Historian Srinath Raghavan, whose research has brought these episodes to light, argues that the push for a presidential system was primarily a tactical move by Gandhi to consolidate her power. “The aim was to reshape the system in ways that immediately strengthened her hold on power. There was no grand long-term design—most of the lasting consequences of her rule were likely unintended,” Raghavan told the BBC. “During the Emergency, her primary goal was short-term: to shield her office from any challenge. The Forty-second Amendment was crafted to ensure that even the judiciary couldn’t stand in her way.”

Broader Implications: The Legacy of the Emergency and the Debate on Governance

The Emergency and the flirtation with presidentialism left a lasting imprint on Indian politics. The episode exposed the vulnerabilities of the parliamentary system to executive overreach, but it also demonstrated the resilience of democratic institutions. The judiciary’s eventual reassertion of independence, the restoration of civil liberties, and the return to competitive elections all underscored the strength of India’s constitutional order.

Debate over the merits of parliamentary versus presidential systems continues in India to this day. Proponents of a presidential system argue that it would provide stable, decisive leadership and reduce the chaos of coalition politics. Critics warn that it could undermine the pluralism and checks and balances that are essential to India’s democracy.
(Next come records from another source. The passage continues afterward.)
//! Scrape Server - axum HTTP Surface
//!
//! Exposes the exporter via axum 0.7:
//! - `/`        — informational page
//! - `/metrics` — probe-and-render, Prometheus text format
//! - `/live`    — liveness probe

use std::sync::Arc;

use axum::extract::{Query, State};
use axum::http::{header, StatusCode};
use axum::response::{Html, IntoResponse, Response};
use axum::routing::get;
use axum::Router;
use tokio::net::TcpListener;
use tokio::sync::broadcast;
use tracing::{error, info, instrument, warn};

use super::prometheus::content_type;
use crate::usecases::scrape::{Exporter, ProbeQuery, ScrapeError};

const INDEX_PAGE: &str = r#"<html>
<head><title>hashcheck-exporter</title></head>
<body>
<h1>hashcheck-exporter</h1>
<p><a href="/metrics">metrics</a></p>
</body>
</html>
"#;

/// Axum-based HTTP server for scrapes and liveness checks.
pub struct MetricsServer {
    /// Scrape pipeline shared by all requests.
    exporter: Arc<Exporter>,
}

impl MetricsServer {
    /// Create a new server around `exporter`.
    pub const fn new(exporter: Arc<Exporter>) -> Self {
        Self { exporter }
    }

    /// Build the router.
    pub fn router(&self) -> Router {
        Router::new()
            .route("/", get(Self::index))
            .route("/metrics", get(Self::metrics))
            .route("/live", get(Self::liveness))
            .with_state(Arc::clone(&self.exporter))
    }

    /// Serve on an already bound listener until shutdown is signalled.
    #[instrument(skip_all)]
    pub async fn serve(
        self,
        listener: TcpListener,
        mut shutdown_rx: broadcast::Receiver<()>,
    ) -> anyhow::Result<()> {
        let address = listener.local_addr()?;
        info!(address = %address, mode = ?self.exporter.mode(), "Metrics server started");

        axum::serve(listener, self.router())
            .with_graceful_shutdown(async move {
                let _ = shutdown_rx.recv().await;
            })
            .await?;

        Ok(())
    }

    /// Static informational page.
    async fn index() -> Html<&'static str> {
        Html(INDEX_PAGE)
    }

    /// Liveness probe: always returns 200 if the process is running.
    async fn liveness() -> impl IntoResponse {
        (StatusCode::OK, "OK")
    }

    /// Probe as the mode requires, then render the snapshot.
    async fn metrics(
        State(exporter): State<Arc<Exporter>>,
        Query(query): Query<ProbeQuery>,
    ) -> Result<Response, ScrapeError> {
        let body = exporter.scrape(&query).await?;
        Ok(([(header::CONTENT_TYPE, content_type())], body).into_response())
    }
}

impl IntoResponse for ScrapeError {
    fn into_response(self) -> Response {
        let status = if self.is_client_error() {
            warn!(error = %self, "Rejected scrape request");
            StatusCode::BAD_REQUEST
        } else {
            error!(error = %self, "Scrape failed");
            StatusCode::INTERNAL_SERVER_ERROR
        };
        (
            status,
            [(header::CONTENT_TYPE, "text/plain; charset=utf-8")],
            format!("{self}\n"),
        )
            .into_response()
    }
}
Websites and commentators advocating for constitutional reform often cite the Emergency as a cautionary tale, warning against the dangers of unchecked executive power. The episode is also invoked in contemporary debates about the balance between majority rule and minority rights, the role of the judiciary, and the need for institutional safeguards.

In Summary

  • During the Emergency (1975-77), Indira Gandhi’s government seriously considered transitioning India from a parliamentary to a presidential system, inspired by France’s Fifth Republic.
  • Proposals included a directly elected president with sweeping powers, a marginalized judiciary, and a weakened Parliament, but these ideas never became formal policy.
  • The Forty-second Amendment Act of 1976 reflected many of these ambitions, centralizing executive power and limiting judicial review.
  • After the Emergency, the Janata Party government rolled back many authoritarian provisions, restoring democratic checks and balances.
  • Indira Gandhi briefly considered becoming president herself in 1982, but ultimately chose to remain prime minister and appointed a loyalist as president.
  • India’s parliamentary system survived, thanks to political caution, lack of consensus, institutional inertia, and public backlash against authoritarianism.
  • The episode remains a pivotal chapter in India’s constitutional history, shaping ongoing debates about governance, executive power, and the future of Indian democracy.